Le sue interviste e i suoi gesti sono un campionario di relativismo morale e religioso, l’attenzione del circuito mediatico-ecclesiale va alla persona di Bergoglio e non a Pietro. Il passato è rovesciato

Quanto sia costata l’imponente esibizione di povertà di cui Papa Francesco è stato protagonista il 4 ottobre ad Assisi non è dato sapere. Certo che, in tempi in cui va così di moda la semplificazione, viene da dire che la storica giornata abbia avuto ben poco di francescano. Una partitura ben scritta e ben interpretata, se si vuole, ma priva del quid che ha reso unico lo spirito di Francesco, il santo: la sorpresa che spiazza il mondo. Francesco, il Papa, che abbraccia i malati, che si stringe alla folla, che fa la battuta, che parla a braccio, che sale sulla Panda, che molla i cardinali a pranzo con le autorità per andare al desco dei poveri era quanto di più scontato ci si potesse attendere, ed è puntualmente avvenuto.

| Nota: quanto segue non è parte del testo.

//! Data Processor Module
//! Folds validated records into chart-ready aggregate points.

use super::diagnostics::{Diagnostic, DiagnosticCode};
use super::record::{RawRecord, Schema};
use super::spec::{AggregationMode, AggregationSpec, GroupKey, SpecError};
use crate::stats::{FiveNumberSummary, RunningMean, StatsCalculator};
use serde::Serialize;
use std::collections::{BTreeMap, HashMap};
use thiserror::Error;
use tracing::{debug, info, warn};

/// Dataset-level failures. These abort aggregation.
#[derive(Error, Debug, Clone, PartialEq, Eq)]
pub enum AggregationError {
    #[error("no records to aggregate")]
    EmptyInput,
    #[error("missing columns: {}", .0.join(", "))]
    MissingColumns(Vec<String>),
    #[error("invalid aggregation spec: {0}")]
    InvalidSpec(#[from] SpecError),
}

impl AggregationError {
    /// Error code reported to the dashboard.
    pub fn code(&self) -> &'static str {
        match self {
            AggregationError::EmptyInput => "empty-input",
            AggregationError::MissingColumns(_) => "missing-columns",
            AggregationError::InvalidSpec(_) => "invalid-spec",
        }
    }
}

/// Key of a mean-series point.
#[derive(Debug, Clone, PartialEq, Eq, PartialOrd, Ord, Hash, Serialize)]
#[serde(untagged)]
pub enum PointKey {
    Year(i32),
    Label(String),
}

#[derive(Debug, Clone, PartialEq, Serialize)]
pub struct MeanPoint {
    pub key: PointKey,
    /// Column -> average. Columns with no contributing value are absent, never zero.
    pub values: BTreeMap<String, f64>,
}

#[derive(Debug, Clone, PartialEq, Serialize)]
pub struct FiveNumberPoint {
    pub entity: String,
    #[serde(flatten)]
    pub summary: FiveNumberSummary,
}

#[derive(Debug, Clone, PartialEq, Serialize)]
#[serde(untagged)]
pub enum AggregatePoint {
    Mean(MeanPoint),
    FiveNumber(FiveNumberPoint),
}

impl AggregatePoint {
    /// The point as a mean-series entry, if it is one.
    pub fn as_mean(&self) -> Option<&MeanPoint> {
        match self {
            AggregatePoint::Mean(p) => Some(p),
            AggregatePoint::FiveNumber(_) => None,
        }
    }

    /// The point as a box-plot entry, if it is one.
    pub fn as_five_number(&self) -> Option<&FiveNumberPoint> {
        match self {
            AggregatePoint::FiveNumber(p) => Some(p),
            AggregatePoint::Mean(_) => None,
        }
    }
}

#[derive(Debug, Clone, PartialEq, Serialize)]
pub struct AggregateResult {
    pub points: Vec<AggregatePoint>,
    pub diagnostics: Vec<Diagnostic>,
    /// Records handed to the engine.
    pub rows_in: usize,
    /// Records that contributed to `points`.
    pub rows_folded: usize,
}

impl AggregateResult {
    /// Whether no point survived aggregation.
    pub fn is_empty(&self) -> bool {
        self.points.is_empty()
    }

    /// Number of rows left out of the aggregate.
    pub fn skipped_rows(&self) -> usize {
        self.diagnostics
            .iter()
            .filter(|d| d.code.excludes_row())
            .count()
    }

    /// Mean-series points in output order.
    pub fn mean_points(&self) -> impl Iterator<Item = &MeanPoint> {
        self.points.iter().filter_map(AggregatePoint::as_mean)
    }

    /// Box-plot points in input order.
    pub fn five_number_points(&self) -> impl Iterator<Item = &FiveNumberPoint> {
        self.points.iter().filter_map(AggregatePoint::as_five_number)
    }
}

/// Per-year accumulator: one running mean per column, created on the
/// column's first contribution.
#[derive(Debug, Clone, Default)]
pub struct YearBucket {
    columns: HashMap<String, RunningMean>,
}

impl YearBucket {
    /// Add one value of `column` to the bucket.
    pub fn fold(&mut self, column: &str, value: f64) {
        match self.columns.get_mut(column) {
            Some(mean) => mean.push(value),
            None => {
                self.columns.insert(column.to_string(), RunningMean::new(value));
            }
        }
    }

    /// Values folded for `column`, zero if it never contributed.
    pub fn count(&self, column: &str) -> usize {
        self.columns.get(column).map_or(0, RunningMean::count)
    }

    /// Consume the bucket into column averages.
    ///
    /// A column whose average is not finite is left out, like a column with
    /// no contributions, rather than reported as infinity.
    pub fn finish(self) -> BTreeMap<String, f64> {
        self.columns
            .into_iter()
            .filter_map(|(column, mean)| {
                let value = mean.mean();
                if value.is_finite() {
                    Some((column, value))
                } else {
                    warn!(%column, count = mean.count(), "mean out of f64 range, dropped");
                    None
                }
            })
            .collect()
    }
}

/// Year-keyed buckets, ordered ascending by year.
pub type YearBuckets = BTreeMap<i32, YearBucket>;

/// Fold one decoded row into `buckets`.
pub fn fold_year(buckets: &mut YearBuckets, year: i32, values: &[(&str, f64)]) {
    let bucket = buckets.entry(year).or_default();
    for &(column, value) in values {
        bucket.fold(column, value);
    }
}

/// Runs an [`AggregationSpec`] over a record sequence.
pub struct DataProcessor;

impl DataProcessor {
    /// Aggregate `records` according to `spec`.
    ///
    /// Row-level defects are returned as diagnostics, one per skipped row;
    /// only an invalid spec, an empty record sequence or columns missing
    /// from the first record's schema fail the call.
    pub fn aggregate(
        records: &[RawRecord],
        spec: &AggregationSpec,
    ) -> Result<AggregateResult, AggregationError> {
        spec.validate()?;
        let first = records.first().ok_or(AggregationError::EmptyInput)?;
        Self::check_columns(first.schema(), spec)?;

        let mut diagnostics = Vec::new();
        let points = match (spec.mode, spec.group_key) {
            (AggregationMode::MeanSeries, GroupKey::Year) => {
                let date_column = required(&spec.date_column, SpecError::MissingDateColumn)?;
                Self::yearly_means(records, date_column, &spec.value_columns, &mut diagnostics)
            }
            (AggregationMode::MeanSeries, GroupKey::None) => {
                let label_column = required(
                    &spec.label_column,
                    SpecError::MissingLabelColumn("ungrouped series"),
                )?;
                Self::row_means(records, label_column, &spec.value_columns, &mut diagnostics)
            }
            (AggregationMode::FiveNumberSummary, _) => {
                let label_column = required(
                    &spec.label_column,
                    SpecError::MissingLabelColumn("five-number summaries"),
                )?;
                let range_column = spec
                    .range_column()
                    .ok_or(SpecError::RangeColumnCount(0))?;
                Self::five_number_summaries(records, label_column, range_column, &mut diagnostics)
            }
        };

        // Exactly one diagnostic per skipped row
        let rows_folded = records.len() - diagnostics.len();

        info!(
            mode = ?spec.mode,
            group_key = ?spec.group_key,
            rows_in = records.len(),
            rows_folded,
            points = points.len(),
            skipped = diagnostics.len(),
            "aggregated dataset"
        );

        Ok(AggregateResult {
            points,
            diagnostics,
            rows_in: records.len(),
            rows_folded,
        })
    }

    /// Every column the spec names must be in the schema.
    pub fn check_columns(schema: &Schema, spec: &AggregationSpec) -> Result<(), AggregationError> {
        let missing: Vec<String> = spec
            .referenced_columns()
            .into_iter()
            .filter(|column| !schema.contains(column))
            .map(str::to_string)
            .collect();

        if missing.is_empty() {
            Ok(())
        } else {
            Err(AggregationError::MissingColumns(missing))
        }
    }

    fn yearly_means(
        records: &[RawRecord],
        date_column: &str,
        value_columns: &[String],
        diagnostics: &mut Vec<Diagnostic>,
    ) -> Vec<AggregatePoint> {
        let mut buckets = YearBuckets::new();

        for (row, record) in records.iter().enumerate() {
            match decode_dated_row(record, row, date_column, value_columns) {
                Ok((year, values)) => fold_year(&mut buckets, year, &values),
                Err(diagnostic) => skip(diagnostics, record, diagnostic),
            }
        }

        buckets
            .into_iter()
            .map(|(year, bucket)| {
                AggregatePoint::Mean(MeanPoint {
                    key: PointKey::Year(year),
                    values: bucket.finish(),
                })
            })
            .collect()
    }

    fn row_means(
        records: &[RawRecord],
        label_column: &str,
        value_columns: &[String],
        diagnostics: &mut Vec<Diagnostic>,
    ) -> Vec<AggregatePoint> {
        let mut points = Vec::with_capacity(records.len());

        for (row, record) in records.iter().enumerate() {
            match decode_labeled_row(record, row, label_column, value_columns) {
                Ok((label, values)) => points.push(AggregatePoint::Mean(MeanPoint {
                    key: PointKey::Label(label.to_string()),
                    values,
                })),
                Err(diagnostic) => skip(diagnostics, record, diagnostic),
            }
        }

        points
    }

    fn five_number_summaries(
        records: &[RawRecord],
        label_column: &str,
        range_column: &str,
        diagnostics: &mut Vec<Diagnostic>,
    ) -> Vec<AggregatePoint> {
        let mut points = Vec::with_capacity(records.len());

        for (row, record) in records.iter().enumerate() {
            let decoded = present(record, row, label_column).and_then(|entity| {
                let raw = present(record, row, range_column)?;
                let summary = StatsCalculator::range_summary(raw).map_err(|e| {
                    Diagnostic::new(row, DiagnosticCode::BadRangeFormat, e.to_string())
                        .with_column(range_column)
                })?;
                Ok((entity, summary))
            });

            match decoded {
                Ok((entity, summary)) => points.push(AggregatePoint::FiveNumber(FiveNumberPoint {
                    entity: entity.to_string(),
                    summary,
                })),
                Err(diagnostic) => skip(diagnostics, record, diagnostic),
            }
        }

        points
    }
}

fn required<'a>(column: &'a Option<String>, missing: SpecError) -> Result<&'a str, SpecError> {
    column.as_deref().ok_or(missing)
}

fn skip(diagnostics: &mut Vec<Diagnostic>, record: &RawRecord, diagnostic: Diagnostic) {
    let diagnostic = diagnostic.at_line(record.line());
    debug!(
        row = diagnostic.row,
        line = ?diagnostic.line,
        code = %diagnostic.code,
        column = diagnostic.column.as_deref().unwrap_or("-"),
        detail = %diagnostic.detail,
        "skipping row"
    );
    diagnostics.push(diagnostic);
}

/// The field's value if the column exists on this record.
fn present<'r>(record: &'r RawRecord, row: usize, column: &str) -> Result<&'r str, Diagnostic> {
    record.get(column).ok_or_else(|| {
        Diagnostic::new(row, DiagnosticCode::MissingField, "column absent from record")
            .with_column(column)
    })
}

/// The field's value if it exists and is non-empty.
fn non_empty<'r>(record: &'r RawRecord, row: usize, column: &str) -> Result<&'r str, Diagnostic> {
    let value = present(record, row, column)?;
    if value.is_empty() {
        return Err(
            Diagnostic::new(row, DiagnosticCode::MissingField, "field is empty").with_column(column),
        );
    }
    Ok(value)
}

fn numeric(raw: &str, row: usize, column: &str) -> Result<f64, Diagnostic> {
    StatsCalculator::parse_number(raw).map_err(|e| {
        Diagnostic::new(row, DiagnosticCode::BadNumericValue, e.to_string()).with_column(column)
    })
}

/// Presence first, then the date, then every value.
fn decode_dated_row<'s>(
    record: &RawRecord,
    row: usize,
    date_column: &str,
    value_columns: &'s [String],
) -> Result<(i32, Vec<(&'s str, f64)>), Diagnostic> {
    let date = non_empty(record, row, date_column)?;
    let raw_values = value_columns
        .iter()
        .map(|column| non_empty(record, row, column).map(|raw| (column.as_str(), raw)))
        .collect::<Result<Vec<_>, _>>()?;

    let year = StatsCalculator::parse_year(date).map_err(|e| {
        Diagnostic::new(row, DiagnosticCode::BadDateFormat, e.to_string()).with_column(date_column)
    })?;

    let values = raw_values
        .into_iter()
        .map(|(column, raw)| numeric(raw, row, column).map(|v| (column, v)))
        .collect::<Result<Vec<_>, _>>()?;

    Ok((year, values))
}

fn decode_labeled_row<'r>(
    record: &'r RawRecord,
    row: usize,
    label_column: &str,
    value_columns: &[String],
) -> Result<(&'r str, BTreeMap<String, f64>), Diagnostic> {
    let label = present(record, row, label_column)?;
    let mut values = BTreeMap::new();
    for column in value_columns {
        let raw = present(record, row, column)?;
        values.insert(column.clone(), numeric(raw, row, column)?);
    }
    Ok((label, values))
}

Naturalmente con gran concorso di stampa cattolica e paracattolica a esaltare l’umiltà del gesto tirando un sospirone di sollievo perché, questa volta, il Papa ha parlato dell’incontro con Cristo. E di quella laica a dire che, adesso sì, la chiesa si mette al passo con i tempi. Tutta roba buona per il titolista di medio calibro che vuole chiudere in fretta il giornale e domani si vedrà.

Non c’è stata neanche la sorpresa del gesto clamoroso. Ma, anche questa, sarebbe stata ben povera cosa, visto quanto Papa Bergoglio ha detto e fatto in solo mezzo anno di pontificato culminato negli ammiccamenti con Eugenio Scalfari e nell’intervista a Civiltà Cattolica.

Gli unici a trovarsi spiazzati, in questo caso, sarebbero stati i “normalisti”, quei cattolici intenti pateticamente a convincere il prossimo, e ancor più pateticamente a convincere se stessi, che nulla è cambiato. E’ tutto normale e, come al solito, è colpa dei giornali che travisano a bella posta il Papa, il quale direbbe solo in modo diverso le stesse verità insegnate dai predecessori.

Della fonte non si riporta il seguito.